Dataset entries:
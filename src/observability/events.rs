//! Observable pipeline events
//!
//! Every log line names one of these. Events are explicit and typed.

use std::fmt;

/// Observable events in the pipeline
#[derive(Debug, Clone, Copy, PartialEq, Eq)]
pub enum Event {
    // Configuration
    /// Configuration loaded
    ConfigLoaded,

    // Data
    /// Unified dataset loaded and coerced
    DatasetLoaded,
    /// Dataset written back to disk
    DatasetSaved,
    /// Forecast table loaded
    ForecastsLoaded,

    // Validation
    /// All record checks passed
    ValidationPassed,
    /// A record check failed (pipeline halts)
    ValidationFailed,

    // Links
    /// Explicit link file found; inference skipped
    LinksExplicit,
    /// Heuristic pass finished
    LinkInferenceComplete,
    /// Event date unparseable; event matched against every observation
    EventDateUnknown,

    // Enrichment
    /// Record appended to the repository
    RecordAppended,
    /// Record refused by the repository
    RecordRejected,

    // Presentation
    /// View rendered with data
    ViewRendered,
    /// View rendered with an empty-state notice
    ViewEmpty,
}

impl Event {
    /// Returns the string representation of the event
    pub fn as_str(&self) -> &'static str {
        match self {
            Event::ConfigLoaded => "CONFIG_LOADED",
            Event::DatasetLoaded => "DATASET_LOADED",
            Event::DatasetSaved => "DATASET_SAVED",
            Event::ForecastsLoaded => "FORECASTS_LOADED",
            Event::ValidationPassed => "VALIDATION_PASSED",
            Event::ValidationFailed => "VALIDATION_FAILED",
            Event::LinksExplicit => "LINKS_EXPLICIT",
            Event::LinkInferenceComplete => "LINK_INFERENCE_COMPLETE",
            Event::EventDateUnknown => "EVENT_DATE_UNKNOWN",
            Event::RecordAppended => "RECORD_APPENDED",
            Event::RecordRejected => "RECORD_REJECTED",
            Event::ViewRendered => "VIEW_RENDERED",
            Event::ViewEmpty => "VIEW_EMPTY",
        }
    }

    /// Returns true if this event halts the current operation
    pub fn is_fatal(&self) -> bool {
        matches!(self, Event::ValidationFailed)
    }
}

impl fmt::Display for Event {
    fn fmt(&self, f: &mut fmt::Formatter<'_>) -> fmt::Result {
        write!(f, "{}", self.as_str())
    }
}
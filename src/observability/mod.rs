//! Observability for the pipeline
//!
//! - Typed lifecycle events (`Event`)
//! - Structured, deterministic log lines (`Logger`) emitted via `tracing`
//! - Stage scopes with begin/complete/failed lines (`ObservationScope`)
//!
//! Observability is read-only: it never changes what a stage computes.
//! Logs go to stderr; stdout is reserved for command output.
//!
//! ```ignore
//! use fi_pipeline::observability::{Event, Logger, ObservationScope};
//!
//! Logger::info(Event::DatasetLoaded.as_str(), &[("rows", "42")]);
//!
//! let scope = ObservationScope::new("LINK_INFERENCE");
//! // ... do work ...
//! scope.complete();
//! ```

mod events;
mod logger;
mod scope;

pub use events::Event;
pub use logger::{Logger, Severity};
pub use scope::ObservationScope;

use tracing_subscriber::layer::SubscriberExt;
use tracing_subscriber::util::SubscriberInitExt;

/// Default filter when `RUST_LOG` is unset
pub const DEFAULT_LOG_FILTER: &str = "fi_pipeline=info";

/// Installs the global `tracing` subscriber (stderr, `RUST_LOG` filter).
///
/// Calling it more than once is harmless; later calls are ignored.
pub fn init_tracing() {
    let _ = tracing_subscriber::registry()
        .with(
            tracing_subscriber::EnvFilter::try_from_default_env()
                .unwrap_or_else(|_| DEFAULT_LOG_FILTER.into()),
        )
        .with(
            tracing_subscriber::fmt::layer()
                .with_target(false)
                .with_writer(std::io::stderr),
        )
        .try_init();
}

/// Log a lifecycle event
pub fn log_event(event: Event) {
    log_event_with_fields(event, &[]);
}

/// Log a lifecycle event with fields
pub fn log_event_with_fields(event: Event, fields: &[(&str, &str)]) {
    let severity = if event.is_fatal() {
        Severity::Fatal
    } else {
        Severity::Info
    };
    Logger::log(severity, event.as_str(), fields);
}
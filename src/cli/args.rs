//! CLI argument definitions using clap
//!
//! Commands:
//! - fi-pipeline validate
//! - fi-pipeline links [--explain]
//! - fi-pipeline summary
//! - fi-pipeline view <overview|trends|forecasts|inclusion-projections>
//! - fi-pipeline add-event / add-observation / add-link

use std::path::PathBuf;

use clap::{Args, Parser, Subcommand};

use crate::presentation::View;

/// Financial-inclusion data pipeline: validation, impact links and views
#[derive(Parser, Debug)]
#[command(name = "fi-pipeline")]
#[command(version, about, long_about = None)]
pub struct Cli {
    /// Path to a JSON configuration file
    #[arg(long, global = true)]
    pub config: Option<PathBuf>,

    /// Override the configured data directory
    #[arg(long, global = true)]
    pub data_dir: Option<PathBuf>,

    #[command(subcommand)]
    pub command: Command,
}

#[derive(Subcommand, Debug)]
pub enum Command {
    /// Validate the unified dataset
    Validate,

    /// Print the impact-link table (explicit or inferred)
    Links {
        /// Include per-link rule scores and inference counters
        #[arg(long)]
        explain: bool,
    },

    /// Category counts, temporal coverage and growth for the dashboard codes
    Summary,

    /// Render one dashboard view as JSON
    View {
        #[arg(value_enum)]
        name: View,

        /// Indicator code (trends) or forecast indicator (forecasts)
        #[arg(long)]
        indicator: Option<String>,

        /// Forecast scenario (forecasts)
        #[arg(long)]
        scenario: Option<String>,
    },

    /// Append an event to the unified dataset
    AddEvent(RecordArgs),

    /// Append an observation to the unified dataset
    AddObservation(RecordArgs),

    /// Append a row to the explicit impact-link file
    AddLink(LinkArgs),
}

/// Fields of a new unified record
#[derive(Args, Debug, Clone, Default)]
pub struct RecordArgs {
    #[arg(long)]
    pub indicator: Option<String>,

    #[arg(long)]
    pub indicator_code: Option<String>,

    /// Ignored for events
    #[arg(long)]
    pub pillar: Option<String>,

    #[arg(long)]
    pub value: Option<f64>,

    /// Observation or event date (YYYY-MM-DD, YYYY-MM or YYYY)
    #[arg(long)]
    pub date: Option<String>,

    #[arg(long)]
    pub source_name: Option<String>,

    #[arg(long)]
    pub source_url: Option<String>,

    #[arg(long)]
    pub source_type: Option<String>,

    #[arg(long)]
    pub confidence: Option<String>,

    #[arg(long)]
    pub notes: Option<String>,
}

/// Fields of a new impact link
#[derive(Args, Debug, Clone, Default)]
pub struct LinkArgs {
    #[arg(long)]
    pub parent_id: String,

    #[arg(long)]
    pub child_id: Option<String>,

    #[arg(long)]
    pub relationship_type: Option<String>,

    #[arg(long)]
    pub impact_direction: Option<String>,

    #[arg(long)]
    pub impact_magnitude: Option<String>,

    #[arg(long)]
    pub evidence_basis: Option<String>,

    #[arg(long)]
    pub lag_months: Option<String>,

    /// Additional column as KEY=VALUE (repeatable)
    #[arg(long = "set", value_name = "KEY=VALUE")]
    pub extra: Vec<String>,
}

impl Cli {
    /// Parse command line arguments
    pub fn parse_args() -> Self {
        Cli::parse()
    }
}

#[cfg(test)]
mod tests {
    use super::*;

    #[test]
    fn test_parse_view_with_globals() {
        let cli = Cli::try_parse_from([
            "fi-pipeline",
            "view",
            "inclusion-projections",
            "--data-dir",
            "/tmp/fi",
        ])
        .unwrap();
        assert_eq!(cli.data_dir, Some(PathBuf::from("/tmp/fi")));
        assert!(matches!(
            cli.command,
            Command::View { name: View::InclusionProjections, .. }
        ));
    }

    #[test]
    fn test_parse_links_explain() {
        let cli = Cli::try_parse_from(["fi-pipeline", "--config", "fi.json", "links", "--explain"])
            .unwrap();
        assert_eq!(cli.config, Some(PathBuf::from("fi.json")));
        assert!(matches!(cli.command, Command::Links { explain: true }));
    }

    #[test]
    fn test_parse_add_link() {
        let cli = Cli::try_parse_from([
            "fi-pipeline",
            "add-link",
            "--parent-id",
            "EVT_1",
            "--set",
            "comment=manual",
        ])
        .unwrap();
        match cli.command {
            Command::AddLink(args) => {
                assert_eq!(args.parent_id, "EVT_1");
                assert_eq!(args.extra, vec!["comment=manual".to_string()]);
            }
            other => panic!("unexpected command: {other:?}"),
        }
    }

    #[test]
    fn test_unknown_view_rejected() {
        assert!(Cli::try_parse_from(["fi-pipeline", "view", "heatmap"]).is_err());
    }
}
//! Validation Invariant Tests
//!
//! - record_type only holds observation / event / target
//! - Events never carry a pillar
//! - Observations always carry value_numeric
//! - Checks run in a fixed order; the first failure is the one reported

use fi_pipeline::dataset::load_unified_file;
use fi_pipeline::records::{Record, RecordType};
use fi_pipeline::validation::{RecordValidator, Severity, ValidationErrorCode};
use std::fs;
use tempfile::TempDir;

// =============================================================================
// Helper Functions
// =============================================================================

const HEADER: &str = "record_id,record_type,pillar,indicator,indicator_code,value_numeric,observation_date,source_name,source_url,confidence";

fn write_unified(rows: &[&str]) -> (TempDir, std::path::PathBuf) {
    let tmp = TempDir::new().unwrap();
    let path = tmp.path().join("ethiopia_fi_unified_data.csv");
    let mut content = String::from(HEADER);
    content.push('\n');
    for row in rows {
        content.push_str(row);
        content.push('\n');
    }
    fs::write(&path, content).unwrap();
    (tmp, path)
}

// =============================================================================
// Loaded Dataset Checks
// =============================================================================

/// A well-formed file passes.
#[test]
fn test_valid_file_passes() {
    let (_tmp, path) = write_unified(&[
        "REC_1,observation,ACCESS,Account Ownership,ACC_OWNERSHIP,46,2021-12-31,Findex,,high",
        "EVT_1,event,,Telebirr launch,,,2021-05-11,Ethio Telecom,,medium",
        "TGT_1,target,ACCESS,Account Ownership,ACC_OWNERSHIP,,2025-12-31,NFIS,,high",
    ]);
    let dataset = load_unified_file(&path).unwrap();
    assert!(RecordValidator::new().validate_all(dataset.records()).is_ok());
}

/// Event rows with a pillar are rejected, citing the pillar invariant.
#[test]
fn test_event_with_pillar_rejected() {
    let (_tmp, path) = write_unified(&[
        "REC_1,observation,ACCESS,Account Ownership,ACC_OWNERSHIP,46,2021-12-31,Findex,,high",
        "EVT_1,event,USAGE,Telebirr launch,,,2021-05-11,Ethio Telecom,,medium",
    ]);
    let dataset = load_unified_file(&path).unwrap();
    let err = RecordValidator::new()
        .validate_all(dataset.records())
        .unwrap_err();

    assert_eq!(err.code(), ValidationErrorCode::EventHasPillar);
    assert_eq!(err.severity(), Severity::Fatal);
    assert_eq!(err.offending(), &["EVT_1".to_string()]);
    assert!(err.to_string().contains("events carry no pillar"));
}

/// A non-numeric value coerces to missing and then fails the value check.
#[test]
fn test_unparseable_value_counts_as_missing() {
    let (_tmp, path) = write_unified(&[
        "REC_1,observation,ACCESS,Account Ownership,ACC_OWNERSHIP,n/a,2021-12-31,Findex,,high",
    ]);
    let dataset = load_unified_file(&path).unwrap();
    let err = RecordValidator::new()
        .validate_all(dataset.records())
        .unwrap_err();
    assert_eq!(err.code(), ValidationErrorCode::ObservationMissingValue);
}

/// A bad date is tolerated, not a validation failure.
#[test]
fn test_unparseable_date_tolerated() {
    let (_tmp, path) = write_unified(&[
        "REC_1,observation,ACCESS,Account Ownership,ACC_OWNERSHIP,46,sometime,Findex,,high",
    ]);
    let dataset = load_unified_file(&path).unwrap();
    assert!(dataset.records()[0].observation_date.is_none());
    assert!(RecordValidator::new().validate_all(dataset.records()).is_ok());
}

/// Unknown categories are named in the message, sorted.
#[test]
fn test_invalid_record_types_named() {
    let (_tmp, path) = write_unified(&[
        "X1,policy,,a,,,2021-01-01,,,",
        "X2,Forecast,,b,,,2021-01-01,,,",
        "X3,policy,,c,,,2021-01-01,,,",
    ]);
    let dataset = load_unified_file(&path).unwrap();
    let err = RecordValidator::new()
        .validate_all(dataset.records())
        .unwrap_err();

    assert_eq!(err.code(), ValidationErrorCode::InvalidRecordType);
    assert_eq!(err.message(), "Invalid record_type values: {Forecast, policy}");
}

// =============================================================================
// Ordering and Determinism
// =============================================================================

/// With every violation present, the record_type check reports first.
#[test]
fn test_check_order_is_fixed() {
    let mut bogus = Record::new("X1", RecordType::Target);
    bogus.record_type = Some("bogus".into());
    let mut pillar_event = Record::new("E1", RecordType::Event);
    pillar_event.pillar = Some("ACCESS".into());
    let missing_value = Record::new("O1", RecordType::Observation);

    let validator = RecordValidator::new();
    let all = vec![missing_value.clone(), pillar_event.clone(), bogus];
    assert_eq!(
        validator.validate_all(&all).unwrap_err().code(),
        ValidationErrorCode::InvalidRecordType
    );

    let two = vec![missing_value, pillar_event];
    assert_eq!(
        validator.validate_all(&two).unwrap_err().code(),
        ValidationErrorCode::EventHasPillar
    );
}

/// Same records, same verdict, every time.
#[test]
fn test_validation_is_deterministic() {
    let records = vec![Record::new("O1", RecordType::Observation)];
    let first = RecordValidator::new().validate_all(&records).unwrap_err();
    for _ in 0..50 {
        assert_eq!(RecordValidator::new().validate_all(&records).unwrap_err(), first);
    }
}
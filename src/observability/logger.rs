//! Structured logger
//!
//! - One log line = one event
//! - Deterministic key ordering (event, severity, then fields by key)
//! - Lines are JSON and are handed to `tracing` at the matching level

use std::fmt;

/// Log severity levels
#[derive(Debug, Clone, Copy, PartialEq, Eq, PartialOrd, Ord)]
pub enum Severity {
    /// Debug-level detail
    Trace = 0,
    /// Normal operations
    Info = 1,
    /// Recoverable issues and permissive fallbacks
    Warn = 2,
    /// Operation failures
    Error = 3,
    /// The current operation aborts
    Fatal = 4,
}

impl Severity {
    /// Returns the string representation
    pub fn as_str(&self) -> &'static str {
        match self {
            Severity::Trace => "TRACE",
            Severity::Info => "INFO",
            Severity::Warn => "WARN",
            Severity::Error => "ERROR",
            Severity::Fatal => "FATAL",
        }
    }
}

impl fmt::Display for Severity {
    fn fmt(&self, f: &mut fmt::Formatter<'_>) -> fmt::Result {
        write!(f, "{}", self.as_str())
    }
}

/// Structured logger backed by `tracing`
pub struct Logger;

impl Logger {
    /// Log an event with the given severity and fields
    pub fn log(severity: Severity, event: &str, fields: &[(&str, &str)]) {
        let line = Self::format_line(severity, event, fields);
        match severity {
            Severity::Trace => tracing::trace!(event = event, "{}", line),
            Severity::Info => tracing::info!(event = event, "{}", line),
            Severity::Warn => tracing::warn!(event = event, "{}", line),
            Severity::Error | Severity::Fatal => tracing::error!(event = event, "{}", line),
        }
    }

    /// Renders one JSON line: event first, then severity, then sorted fields
    fn format_line(severity: Severity, event: &str, fields: &[(&str, &str)]) -> String {
        let mut output = String::with_capacity(128);
        output.push_str("{\"event\":");
        output.push_str(&quote(event));
        output.push_str(",\"severity\":");
        output.push_str(&quote(severity.as_str()));

        let mut sorted: Vec<_> = fields.iter().collect();
        sorted.sort_by_key(|(k, _)| *k);

        for (key, value) in sorted {
            output.push(',');
            output.push_str(&quote(key));
            output.push(':');
            output.push_str(&quote(value));
        }

        output.push('}');
        output
    }

    /// Log at TRACE level
    pub fn trace(event: &str, fields: &[(&str, &str)]) {
        Self::log(Severity::Trace, event, fields);
    }

    /// Log at INFO level
    pub fn info(event: &str, fields: &[(&str, &str)]) {
        Self::log(Severity::Info, event, fields);
    }

    /// Log at WARN level
    pub fn warn(event: &str, fields: &[(&str, &str)]) {
        Self::log(Severity::Warn, event, fields);
    }

    /// Log at ERROR level
    pub fn error(event: &str, fields: &[(&str, &str)]) {
        Self::log(Severity::Error, event, fields);
    }

    /// Log at FATAL level
    pub fn fatal(event: &str, fields: &[(&str, &str)]) {
        Self::log(Severity::Fatal, event, fields);
    }
}

fn quote(s: &str) -> String {
    serde_json::Value::String(s.to_string()).to_string()
}

/// Render a log line without emitting it (tests)
#[cfg(test)]
pub fn capture_log(severity: Severity, event: &str, fields: &[(&str, &str)]) -> String {
    Logger::format_line(severity, event, fields)
}
//! ObservationScope for start/complete logging around a pipeline stage
//!
//! - Logs `{name}_BEGIN` on creation
//! - Logs `{name}_COMPLETE` (with `elapsed_ms`) on `complete`
//! - Logs `{name}_FAILED` on `fail`
//! - Logs `{name}_INCOMPLETE` if dropped without either

use std::cell::Cell;
use std::time::Instant;

use super::logger::Logger;

/// A scope that logs start and completion of a stage
///
/// ```ignore
/// let scope = ObservationScope::new("VALIDATION");
/// validator.validate_all(records)?;   // early return logs VALIDATION_INCOMPLETE
/// scope.complete();
/// ```
pub struct ObservationScope<'a> {
    name: &'a str,
    completed: Cell<bool>,
    fields: Vec<(&'a str, String)>,
    started: Instant,
}

impl<'a> ObservationScope<'a> {
    /// Create a new scope, logging `{name}_BEGIN`
    pub fn new(name: &'a str) -> Self {
        Self::with_fields(name, &[])
    }

    /// Create a new scope whose fields are repeated on every line it logs
    pub fn with_fields(name: &'a str, fields: &[(&'a str, &str)]) -> Self {
        Logger::info(&format!("{}_BEGIN", name), fields);

        Self {
            name,
            completed: Cell::new(false),
            fields: fields.iter().map(|(k, v)| (*k, v.to_string())).collect(),
            started: Instant::now(),
        }
    }

    /// Mark the scope as successfully completed
    pub fn complete(self) {
        self.complete_with_fields(&[]);
    }

    /// Mark the scope as completed, adding result fields
    pub fn complete_with_fields(self, extra_fields: &[(&str, &str)]) {
        self.completed.set(true);
        let elapsed = self.elapsed_ms();

        let mut all: Vec<(&str, &str)> = self.fields.iter().map(|(k, v)| (*k, v.as_str())).collect();
        all.extend(extra_fields.iter().copied());
        all.push(("elapsed_ms", elapsed.as_str()));

        Logger::info(&format!("{}_COMPLETE", self.name), &all);
    }

    /// Mark the scope as failed with a reason
    pub fn fail(self, reason: &str) {
        self.completed.set(true);
        let mut all: Vec<(&str, &str)> = self.fields.iter().map(|(k, v)| (*k, v.as_str())).collect();
        all.push(("reason", reason));
        Logger::error(&format!("{}_FAILED", self.name), &all);
    }

    /// Check if the scope has been completed
    pub fn is_completed(&self) -> bool {
        self.completed.get()
    }

    fn elapsed_ms(&self) -> String {
        self.started.elapsed().as_millis().to_string()
    }
}

impl Drop for ObservationScope<'_> {
    fn drop(&mut self) {
        if !self.completed.get() {
            Logger::warn(
                &format!("{}_INCOMPLETE", self.name),
                &[("reason", "scope dropped without completion")],
            );
        }
    }
}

DESCRIPTION OF THE TASK: Count the lines above that include the string "const". Write only the number.

REPLY TO THE EXERCISE: 2